▶
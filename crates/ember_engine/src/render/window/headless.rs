//! Window-less display

use super::Display;
use crate::input::Input;

/// [`Display`] without a window that asks to close after a frame budget
///
/// Pairs with the recording GPU backend to run the frame loop headless.
#[derive(Debug, Clone)]
pub struct HeadlessDisplay {
    size: (u32, u32),
    frames_left: Option<u32>,
    swaps: u32,
    close_requested: bool,
}

impl HeadlessDisplay {
    /// Display of `width` x `height` pixels that never closes by itself
    pub fn new(width: u32, height: u32) -> Self {
        Self { size: (width, height), frames_left: None, swaps: 0, close_requested: false }
    }

    /// Request closing after `frames` buffer swaps
    pub fn with_frame_limit(mut self, frames: u32) -> Self {
        self.frames_left = Some(frames);
        self
    }

    /// Number of swaps so far
    pub fn swaps(&self) -> u32 {
        self.swaps
    }
}

impl Display for HeadlessDisplay {
    fn poll_events(&mut self, input: &mut Input) {
        input.take_cursor_request();
    }

    fn swap_buffers(&mut self) {
        self.swaps += 1;
        if let Some(frames) = self.frames_left.as_mut() {
            *frames = frames.saturating_sub(1);
            if *frames == 0 {
                self.close_requested = true;
            }
        }
    }

    fn should_close(&self) -> bool {
        self.close_requested
    }

    fn set_should_close(&mut self, close: bool) {
        self.close_requested = close;
    }

    fn framebuffer_size(&self) -> (u32, u32) {
        self.size
    }

    fn set_cursor_visible(&mut self, _visible: bool) {}

    fn set_title(&mut self, _title: &str) {}
}

#[cfg(test)]
mod tests {
    use super::*;

    #[test]
    fn test_frame_limit_requests_close() {
        let mut display = HeadlessDisplay::new(64, 64).with_frame_limit(2);
        display.swap_buffers();
        assert!(!display.should_close());
        display.swap_buffers();
        assert!(display.should_close());
        assert_eq!(display.swaps(), 2);
    }
}
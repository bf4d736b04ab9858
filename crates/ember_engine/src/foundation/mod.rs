//! Foundation module - Core utilities and types
//!
//! This module provides fundamental utilities used throughout the engine:
//! - Math types and operations
//! - Frame timing and periodic timers
//! - Logging utilities

pub mod logging;
pub mod math;
pub mod time;
//! GPU resources: textures, framebuffers and shader programs

pub mod framebuffer;
pub mod loader;
pub mod shader;
pub mod texture;

pub use framebuffer::{FrameBuffer, FrameBufferBuilder};
pub use loader::{TextureLoader, CUBE_FACES};
pub use shader::{BuiltinShader, ShaderLibrary, ShaderProgram, ShaderSource};
pub use texture::Texture;
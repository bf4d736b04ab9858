//! # Render Settings
//!
//! Runtime-mutable configuration of the render passes. Every struct
//! deserializes with defaults for missing fields and offers `validate()` for
//! values read from files; the `with_*` helpers clamp colours.

use serde::{Deserialize, Serialize};

use crate::foundation::math::{utils, Vec3};

fn check_color(name: &str, color: &Vec3) -> Result<(), String> {
    if color.iter().all(|c| (0.0..=1.0).contains(c)) {
        Ok(())
    } else {
        Err(format!("{name} channels must be within [0, 1]"))
    }
}

/// Height fog blended into the skybox
#[derive(Debug, Clone, PartialEq, Serialize, Deserialize)]
#[serde(default)]
pub struct SkyboxFog {
    /// Overall fog density over the sky, [0, 1]
    pub density: f32,
    /// Exponent of the horizon-to-sky transition, >= 0
    pub transition_power: f32,
    /// Sky height where the fog fades out, [0, 1]
    pub height: f32,
}

impl Default for SkyboxFog {
    fn default() -> Self {
        Self { density: 0.0, transition_power: 1.0, height: 0.6 }
    }
}

impl SkyboxFog {
    /// Check ranges
    pub fn validate(&self) -> Result<(), String> {
        if !(0.0..=1.0).contains(&self.density) {
            return Err("Skybox fog density must be within [0, 1]".to_string());
        }
        if self.transition_power < 0.0 {
            return Err("Skybox fog transition power must not be negative".to_string());
        }
        if !(0.0..=1.0).contains(&self.height) {
            return Err("Skybox fog height must be within [0, 1]".to_string());
        }
        Ok(())
    }
}

/// Exponential distance fog
#[derive(Debug, Clone, PartialEq, Serialize, Deserialize)]
#[serde(default)]
pub struct Fog {
    /// Whether fog is applied
    pub enabled: bool,
    /// Fog density, [0, 1]
    pub density: f32,
    /// Fog colour
    pub color: Vec3,
    /// Fog over the skybox
    pub skybox: SkyboxFog,
}

impl Default for Fog {
    fn default() -> Self {
        Self { enabled: false, density: 0.05, color: Vec3::new(0.5, 0.5, 0.5), skybox: SkyboxFog::default() }
    }
}

impl Fog {
    /// Set the fog colour, clamped to [0, 1]
    pub fn with_color(mut self, color: Vec3) -> Self {
        self.color = utils::clamp_color(color);
        self
    }

    /// Check ranges
    pub fn validate(&self) -> Result<(), String> {
        if !(0.0..=1.0).contains(&self.density) {
            return Err("Fog density must be within [0, 1]".to_string());
        }
        check_color("Fog colour", &self.color)?;
        self.skybox.validate()
    }
}

/// Shadow mapping parameters
#[derive(Debug, Clone, PartialEq, Serialize, Deserialize)]
#[serde(default)]
pub struct ShadowMapConfig {
    /// Whether shadow maps are rendered and sampled
    pub enabled: bool,
    /// Directional shadow map resolution
    pub directional_map_size: u32,
    /// Point light shadow cube face resolution
    pub point_map_size: u32,
    /// Distance covered by shadows
    pub distance: f32,
    /// Distance over which shadows fade out before `distance`
    pub transition_distance: f32,
    /// Percentage-closer filtering samples per side
    pub pcf_samples: u32,
}

impl Default for ShadowMapConfig {
    fn default() -> Self {
        Self {
            enabled: false,
            directional_map_size: 1024,
            point_map_size: 1024,
            distance: 10.0,
            transition_distance: 5.0,
            pcf_samples: 1,
        }
    }
}

impl ShadowMapConfig {
    /// Check ranges
    pub fn validate(&self) -> Result<(), String> {
        if self.directional_map_size == 0 || self.point_map_size == 0 {
            return Err("Shadow map size must be greater than 0".to_string());
        }
        if self.distance <= 0.0 {
            return Err("Shadow distance must be greater than 0".to_string());
        }
        if self.transition_distance <= 0.0 {
            return Err("Shadow transition distance must be greater than 0".to_string());
        }
        if self.pcf_samples == 0 {
            return Err("PCF sample count must be greater than 0".to_string());
        }
        Ok(())
    }
}

/// Wireframe debug view
#[derive(Debug, Clone, PartialEq, Serialize, Deserialize)]
#[serde(default)]
pub struct PolygonMode {
    /// Rasterize as lines
    pub wireframe: bool,
    /// Line colour of the flat wireframe shader
    pub lines_color: Vec3,
    /// Run the full pipeline in wireframe instead of the flat shader
    pub use_pipeline: bool,
}

impl Default for PolygonMode {
    fn default() -> Self {
        Self { wireframe: false, lines_color: Vec3::new(1.0, 0.0, 0.0), use_pipeline: false }
    }
}

impl PolygonMode {
    /// Set the line colour, clamped to [0, 1]
    pub fn with_lines_color(mut self, color: Vec3) -> Self {
        self.lines_color = utils::clamp_color(color);
        self
    }

    /// Whether the flat wireframe shader replaces the normal pipeline
    pub fn is_flat_wireframe(&self) -> bool {
        self.wireframe && !self.use_pipeline
    }

    /// Check ranges
    pub fn validate(&self) -> Result<(), String> {
        check_color("Lines colour", &self.lines_color)
    }
}

/// Full-screen effect applied after the scene is resolved
#[derive(Debug, Clone, Copy, PartialEq, Eq, Default, Serialize, Deserialize)]
pub enum PostprocessEffect {
    /// Pass-through
    #[default]
    None,
    /// Inverted colours
    Negative,
    /// Luminance only
    Grayscale,
    /// 3x3 sharpen kernel
    Sharpen,
    /// 3x3 blur kernel
    Blur,
    /// 3x3 edge kernel
    Edge,
    /// Multiplied by the tint colour
    Tint,
}

impl PostprocessEffect {
    /// Value of the `color.effect` uniform
    pub const fn shader_id(self) -> i32 {
        match self {
            Self::None => 0,
            Self::Negative => 1,
            Self::Grayscale => 2,
            Self::Sharpen => 3,
            Self::Blur => 4,
            Self::Edge => 5,
            Self::Tint => 6,
        }
    }
}

/// Postprocess pass parameters
#[derive(Debug, Clone, PartialEq, Serialize, Deserialize)]
#[serde(default)]
pub struct PostprocessConfig {
    /// Selected effect
    pub effect: PostprocessEffect,
    /// Kernel sampling divisor, > 0
    pub kernel_size: f32,
    /// Tint colour for [`PostprocessEffect::Tint`]
    pub tint_color: Vec3,
}

impl Default for PostprocessConfig {
    fn default() -> Self {
        Self { effect: PostprocessEffect::None, kernel_size: 300.0, tint_color: Vec3::new(1.0, 1.0, 1.0) }
    }
}

impl PostprocessConfig {
    /// Set the tint colour, clamped to [0, 1]
    pub fn with_tint_color(mut self, color: Vec3) -> Self {
        self.tint_color = utils::clamp_color(color);
        self
    }

    /// Check ranges
    pub fn validate(&self) -> Result<(), String> {
        if self.kernel_size <= 0.0 {
            return Err("Kernel size must be greater than 0".to_string());
        }
        check_color("Tint colour", &self.tint_color)
    }
}

/// Offscreen resolutions of the water passes
///
/// Frozen once the water framebuffers exist.
#[derive(Debug, Clone, PartialEq, Eq, Serialize, Deserialize)]
#[serde(default)]
pub struct WaterConfig {
    /// Reflection target width
    pub reflection_width: u32,
    /// Reflection target height
    pub reflection_height: u32,
    /// Refraction target width
    pub refraction_width: u32,
    /// Refraction target height
    pub refraction_height: u32,
}

impl Default for WaterConfig {
    fn default() -> Self {
        Self { reflection_width: 640, reflection_height: 320, refraction_width: 1280, refraction_height: 720 }
    }
}

impl WaterConfig {
    /// Check ranges
    pub fn validate(&self) -> Result<(), String> {
        let sizes = [self.reflection_width, self.reflection_height, self.refraction_width, self.refraction_height];
        if sizes.contains(&0) {
            return Err("Water framebuffer sizes must be greater than 0".to_string());
        }
        Ok(())
    }
}

#[cfg(test)]
mod tests {
    use super::*;

    #[test]
    fn test_defaults_are_valid() {
        assert!(Fog::default().validate().is_ok());
        assert!(ShadowMapConfig::default().validate().is_ok());
        assert!(PolygonMode::default().validate().is_ok());
        assert!(PostprocessConfig::default().validate().is_ok());
        assert!(WaterConfig::default().validate().is_ok());
    }

    #[test]
    fn test_invalid_values() {
        let fog = Fog { density: 1.5, ..Fog::default() };
        assert!(fog.validate().is_err());

        let shadows = ShadowMapConfig { pcf_samples: 0, ..ShadowMapConfig::default() };
        assert!(shadows.validate().is_err());

        let water = WaterConfig { refraction_height: 0, ..WaterConfig::default() };
        assert!(water.validate().is_err());

        let postprocess = PostprocessConfig { tint_color: Vec3::new(2.0, 0.0, 0.0), ..PostprocessConfig::default() };
        assert!(postprocess.validate().is_err());
        assert!(postprocess.with_tint_color(Vec3::new(2.0, 0.0, 0.0)).validate().is_ok());
    }

    #[test]
    fn test_effect_ids() {
        assert_eq!(PostprocessEffect::None.shader_id(), 0);
        assert_eq!(PostprocessEffect::Tint.shader_id(), 6);
    }

    #[test]
    fn test_flat_wireframe() {
        let mut mode = PolygonMode { wireframe: true, ..PolygonMode::default() };
        assert!(mode.is_flat_wireframe());
        mode.use_pipeline = true;
        assert!(!mode.is_flat_wireframe());
    }
}
impl StateCache {
    /// Wrap a device; all cached state starts unknown
    pub fn new(device: Box<dyn GpuDevice>) -> Self {
        Self {
            device,
            releases: ReleaseQueue::default(),
            program: None,
            vertex_array: None,
            framebuffer_full: None,
            framebuffer_read: None,
            framebuffer_write: None,
            active_slot: None,
            textures: HashMap::new(),
            blend_enabled: None,
            blend_function: None,
            depth_test: None,
            depth_mask: None,
            face_cull: None,
            culled_side: None,
            stencil_test: None,
            wireframe: None,
        }
    }

    /// Direct access for commands that carry no cached state
    /// (uniforms, draws, viewport, clears)
    pub fn device(&mut self) -> &mut dyn GpuDevice {
        self.device.as_mut()
    }

    /// Handle resources use to queue themselves for deletion
    pub fn release_queue(&self) -> ReleaseQueue {
        self.releases.clone()
    }

    /// Delete every queued object and forget bindings that referred to it
    ///
    /// Returns the number of objects deleted.
    pub fn collect_released(&mut self) -> usize {
        let released = self.releases.take();
        for object in &released {
            match object {
                Released::Program(id) => {
                    if self.program == Some(*id) {
                        self.program = None;
                    }
                    self.device.delete_program(*id);
                }
                Released::Texture(id) => {
                    self.textures.retain(|_, (_, bound)| *bound != *id);
                    self.device.delete_texture(*id);
                }
                Released::VertexArray(id, buffers) => {
                    if self.vertex_array == Some(*id) {
                        self.vertex_array = None;
                    }
                    self.device.delete_vertex_array(*id, buffers);
                }
                Released::Framebuffer(id, renderbuffer) => {
                    // Deleting a bound framebuffer reverts that target to the default one
                    for slot in [&mut self.framebuffer_full, &mut self.framebuffer_read, &mut self.framebuffer_write] {
                        if *slot == Some(*id) {
                            *slot = None;
                        }
                    }
                    self.device.delete_framebuffer(*id, *renderbuffer);
                }
            }
        }
        if !released.is_empty() {
            log::debug!(target: "state_cache", "Released {} GPU objects.", released.len());
        }
        released.len()
    }

    // Bindings

    /// Make a shader program current
    pub fn activate_shader_program(&mut self, program: &ShaderProgram) {
        if self.program == Some(program.id()) {
            return;
        }
        self.device.use_program(Some(program.id()));
        self.program = Some(program.id());
    }

    /// Bind the vertex array of a mesh
    pub fn bind_mesh(&mut self, mesh: &MeshBuffers) {
        if self.vertex_array == Some(mesh.vertex_array()) {
            return;
        }
        self.device.bind_vertex_array(Some(mesh.vertex_array()));
        self.vertex_array = Some(mesh.vertex_array());
    }

    /// Select the active texture slot
    pub fn set_texture_slot(&mut self, slot: u32) {
        if self.active_slot == Some(slot) {
            return;
        }
        self.device.active_texture(slot);
        self.active_slot = Some(slot);
    }

    /// Bind a texture on the active slot
    pub fn bind_texture(&mut self, texture: &Texture) {
        let slot = self.current_slot();
        let entry = (texture.kind(), texture.id());
        if self.textures.get(&slot) == Some(&entry) {
            return;
        }
        self.device.bind_texture(entry.0, Some(entry.1));
        self.textures.insert(slot, entry);
    }

    /// Unbind the texture of `kind` from the active slot; no-op if none is bound
    pub fn unbind_texture(&mut self, kind: TextureKind) {
        let slot = self.current_slot();
        if let Some((bound_kind, _)) = self.textures.get(&slot) {
            if *bound_kind == kind {
                self.device.bind_texture(kind, None);
                self.textures.remove(&slot);
            }
        }
    }

    /// Unbind every texture on every slot and forget all texture bindings
    pub fn unbind_all_textures(&mut self) {
        let active = self.current_slot();
        let mut bound: Vec<(u32, TextureKind)> = self.textures.iter().map(|(slot, (kind, _))| (*slot, *kind)).collect();
        bound.sort_by_key(|(slot, _)| *slot);
        for (slot, kind) in bound {
            self.set_texture_slot(slot);
            self.device.bind_texture(kind, None);
        }
        self.textures.clear();
        self.set_texture_slot(active);
    }

    /// Bind a framebuffer to one of the three framebuffer slots
    ///
    /// A full bind occupies the read and write slots as well.
    pub fn bind_framebuffer(&mut self, framebuffer: &FrameBuffer, binding: FramebufferBinding) {
        self.bind_framebuffer_id(framebuffer.id(), binding);
    }

    fn bind_framebuffer_id(&mut self, id: FramebufferId, binding: FramebufferBinding) {
        let target = Some(id);
        match binding {
            FramebufferBinding::Full => {
                if self.framebuffer_full == target {
                    return;
                }
                self.framebuffer_full = target;
                self.framebuffer_read = target;
                self.framebuffer_write = target;
            }
            FramebufferBinding::ReadOnly => {
                if self.framebuffer_read == target {
                    return;
                }
                self.framebuffer_read = target;
                self.framebuffer_full = if self.framebuffer_write == target { target } else { None };
            }
            FramebufferBinding::WriteOnly => {
                if self.framebuffer_write == target {
                    return;
                }
                self.framebuffer_write = target;
                self.framebuffer_full = if self.framebuffer_read == target { target } else { None };
            }
        }
        self.device.bind_framebuffer(binding, target);
    }

    /// Bind the default framebuffer and clear all three slots
    pub fn unbind_framebuffer(&mut self) {
        self.device.bind_framebuffer(FramebufferBinding::Full, None);
        self.framebuffer_full = None;
        self.framebuffer_read = None;
        self.framebuffer_write = None;
    }

    /// Framebuffer currently bound for drawing, if any
    pub fn bound_draw_framebuffer(&self) -> Option<FramebufferId> {
        self.framebuffer_write
    }

    // Resource creation

    /// Allocate a texture; it is left bound on the active slot
    pub fn create_texture(&mut self, desc: &TextureDesc) -> TextureId {
        let slot = self.current_slot();
        self.set_texture_slot(slot);
        let id = self.device.create_texture(desc);
        self.textures.insert(slot, (desc.kind, id));
        id
    }

    /// Upload texels into a texture (or one cube face)
    pub fn upload_texture(&mut self, texture: &Texture, face: u32, data: &[u8]) {
        self.bind_texture(texture);
        self.device.upload_texture(&texture.desc(), face, data);
    }

    /// Create a vertex array; it is left bound
    pub fn create_vertex_array(&mut self) -> VertexArrayId {
        let id = self.device.create_vertex_array();
        self.vertex_array = Some(id);
        id
    }

    /// Create a framebuffer; it is left bound to the full slot
    pub fn create_framebuffer(&mut self) -> Result<FramebufferId, String> {
        let id = self.device.create_framebuffer()?;
        self.framebuffer_full = Some(id);
        self.framebuffer_read = Some(id);
        self.framebuffer_write = Some(id);
        Ok(id)
    }

    fn current_slot(&self) -> u32 {
        self.active_slot.unwrap_or(0)
    }

    // Alpha blending

    /// Enable or disable alpha blending
    pub fn enable_blend(&mut self, enabled: bool) {
        if self.blend_enabled == Some(enabled) {
            return;
        }
        self.device.set_capability(Capability::Blend, enabled);
        self.blend_enabled = Some(enabled);
    }

    /// Select the blending equation
    pub fn set_blend_function(&mut self, function: BlendFunction) {
        if self.blend_function == Some(function) {
            log::trace!(target: "state_cache", "Blend function {:?} already active.", function);
            return;
        }
        let (source, destination) = function.factors();
        self.device.blend_func(source, destination);
        self.blend_function = Some(function);
    }

    // Depth

    /// Enable or disable depth testing
    pub fn enable_depth_test(&mut self, enabled: bool) {
        if self.depth_test == Some(enabled) {
            return;
        }
        self.device.set_capability(Capability::DepthTest, enabled);
        self.depth_test = Some(enabled);
    }

    /// Enable or disable depth writes
    pub fn enable_depth_mask(&mut self, enabled: bool) {
        if self.depth_mask == Some(enabled) {
            return;
        }
        self.device.depth_mask(enabled);
        self.depth_mask = Some(enabled);
    }

    /// Whether depth testing is known to be enabled
    pub fn is_depth_test_enabled(&self) -> bool {
        self.depth_test == Some(true)
    }

    // Face culling

    /// Enable or disable face culling
    pub fn enable_face_cull(&mut self, enabled: bool) {
        if self.face_cull == Some(enabled) {
            return;
        }
        self.device.set_capability(Capability::CullFace, enabled);
        self.face_cull = Some(enabled);
    }

    /// Select which faces are culled
    pub fn set_culled_side(&mut self, side: Face) {
        if self.culled_side == Some(side) {
            return;
        }
        self.device.cull_face(side);
        self.culled_side = Some(side);
    }

    // Stencil

    /// Enable or disable stencil testing
    pub fn enable_stencil_test(&mut self, enabled: bool) {
        if self.stencil_test == Some(enabled) {
            return;
        }
        self.device.set_capability(Capability::StencilTest, enabled);
        self.stencil_test = Some(enabled);
    }

    /// Allow (`0xFF` mask) or forbid (`0x00`) stencil writes
    pub fn enable_stencil_drawing(&mut self, enabled: bool) {
        self.device.stencil_mask(if enabled { 0xFF } else { 0x00 });
    }

    /// Choose what passing fragments do to the stencil buffer
    pub fn set_stencil_action(&mut self, action: StencilAction) {
        match action {
            StencilAction::Replace => self.device.stencil_op(StencilOp::Keep, StencilOp::Keep, StencilOp::Replace),
            StencilAction::Keep => self.device.stencil_op(StencilOp::Keep, StencilOp::Keep, StencilOp::Keep),
        }
    }

    /// Stencil test always passes with reference `value`
    pub fn stencil_passes_always(&mut self, value: i32) {
        self.device.stencil_func(StencilFunc::Always, value, 0xFF);
    }

    /// Stencil test passes where the stored value differs from `value`
    pub fn stencil_passes_not_equal(&mut self, value: i32) {
        self.device.stencil_func(StencilFunc::NotEqual, value, 0xFF);
    }

    // Misc

    /// Enable or disable user clip distance `index`
    pub fn enable_clip_distance(&mut self, index: u32, enabled: bool) {
        self.device.set_capability(Capability::ClipDistance(index), enabled);
    }

    /// Rasterize polygons as lines or filled
    pub fn set_wireframe(&mut self, wireframe: bool) {
        if self.wireframe == Some(wireframe) {
            return;
        }
        self.device.polygon_mode(wireframe);
        self.wireframe = Some(wireframe);
    }
}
◀
● **How to complete this task**:
Could you write out, exactly as they stand, only the lines above that begin at the line with "#[derive(Debug, Clone)]" and stop after the line with "impl Display for"?

● **Problem solution**:
#[derive(Debug, Clone)]
pub struct HeadlessDisplay {
    size: (u32, u32),
    frames_left: Option<u32>,
    swaps: u32,
    close_requested: bool,
}

impl HeadlessDisplay {
    /// Display of `width` x `height` pixels that never closes by itself
    pub fn new(width: u32, height: u32) -> Self {
        Self { size: (width, height), frames_left: None, swaps: 0, close_requested: false }
    }

    /// Request closing after `frames` buffer swaps
    pub fn with_frame_limit(mut self, frames: u32) -> Self {
        self.frames_left = Some(frames);
        self
    }

    /// Number of swaps so far
    pub fn swaps(&self) -> u32 {
        self.swaps
    }
}

impl Display for HeadlessDisplay {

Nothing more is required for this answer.